Personally, I would rather lose a war.
Footnotes
1. Apologies and much gratitude to the late, great writer Raymond Carver, whose collection of short stories, What We Talk About When We Talk About Love inspired this title. Please do go read his work, especially his final collection of stories, Where I'm Calling From. Published just before Carver succumbed to cancer, this book remains the most amazing collection of short stories I have ever read. If that's no great justification for you, think about it this way: you waste your time reading these blogs, what's the harm in wasting a few hours reading actual published works.
2. I will never discuss clients by name or initials. Litigants will always be called: "The Judge," "the client," the "husband," the "father," the "wife," the "mother," the "adverse client," or the "adversary."
3. The Soviets, perhaps better than any other nation that practiced espionage, understood the power of sex as a motivator.
4. Please don't be offended about this discussion of sex.
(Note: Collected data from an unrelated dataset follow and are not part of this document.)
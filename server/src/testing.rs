//! Support for the integration suite: boots the real router on an
//! ephemeral port against the in-memory store, with a cache double whose
//! connection can be dropped and restored.

use std::{
    net::SocketAddr,
    sync::{
        Arc,
        atomic::{AtomicBool, Ordering},
    },
};

use async_trait::async_trait;
use dashmap::DashMap;
use quillpad_core::{config::RelayTimings, db::MemoryRelayStore};
use tokio::{net::TcpListener, task::JoinHandle};

use crate::{
    cache::{CacheError, SnapshotCache},
    router::build_router,
    state::{AppState, build_state},
    sweeper::spawn_sweeper,
};

pub const TEST_JWT_SECRET: &str = "relay-test-secret";

/// In-memory cache with a kill switch; down means every operation fails
/// with the connection-lost signal.
#[derive(Default)]
pub struct ToggleCache {
    entries: DashMap<String, String>,
    down: AtomicBool,
}

impl ToggleCache {
    pub fn set_down(&self, down: bool) {
        self.down.store(down, Ordering::SeqCst);
    }

    fn check(&self) -> Result<(), CacheError> {
        if self.down.load(Ordering::SeqCst) {
            Err(CacheError::ConnectionLost)
        } else {
            Ok(())
        }
    }
}

#[async_trait]
impl SnapshotCache for ToggleCache {
    async fn get(&self, key: &str) -> Result<Option<String>, CacheError> {
        self.check()?;
        Ok(self.entries.get(key).map(|value| value.clone()))
    }

    async fn set(&self, key: &str, value: &str) -> Result<(), CacheError> {
        self.check()?;
        self.entries.insert(key.to_owned(), value.to_owned());
        Ok(())
    }

    async fn ping(&self) -> Result<(), CacheError> {
        self.check()
    }
}

pub struct TestRelay {
    pub addr: SocketAddr,
    pub state: AppState,
    pub store: Arc<MemoryRelayStore>,
    server: JoinHandle<()>,
    sweeper: JoinHandle<()>,
}

impl TestRelay {
    pub async fn spawn(
        timings: RelayTimings,
        store: Arc<MemoryRelayStore>,
        cache: Option<Arc<dyn SnapshotCache>>,
    ) -> Self {
        let state = build_state(TEST_JWT_SECRET, timings, store.clone(), cache);
        let router = build_router(state.clone());

        let listener = TcpListener::bind("127.0.0.1:0")
            .await
            .expect("bind ephemeral port");
        let addr = listener.local_addr().expect("read local addr");

        let server = tokio::spawn(async move {
            let _ = axum::serve(listener, router).await;
        });
        let sweeper = spawn_sweeper(state.clone());

        Self {
            addr,
            state,
            store,
            server,
            sweeper,
        }
    }

    pub fn ws_url(&self) -> String {
        format!("ws://{}/realtime", self.addr)
    }
}

impl Drop for TestRelay {
    fn drop(&mut self) {
        self.server.abort();
        self.sweeper.abort();
    }
}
This, if you are interested at all in what sort of law I do, is what I do. I deal with sex and all its repercussions. I deal with other things too, but somehow it always seems to come back to this.
5. I litigate and try to stop domestic violence, and I end unhappy situations. I become a social enemy. Hitmen and vicious killers like Al Capone are made into legends. Go figure.
6. "Hey Dad?"
"Mmm-hmm?"
"I don't think Flounder [my affectionate {honest} nickname for my brother] is feeling too good."
"Is he bleeding?"
"No"
"Okay, the game will be over in four innings. He'll be fine."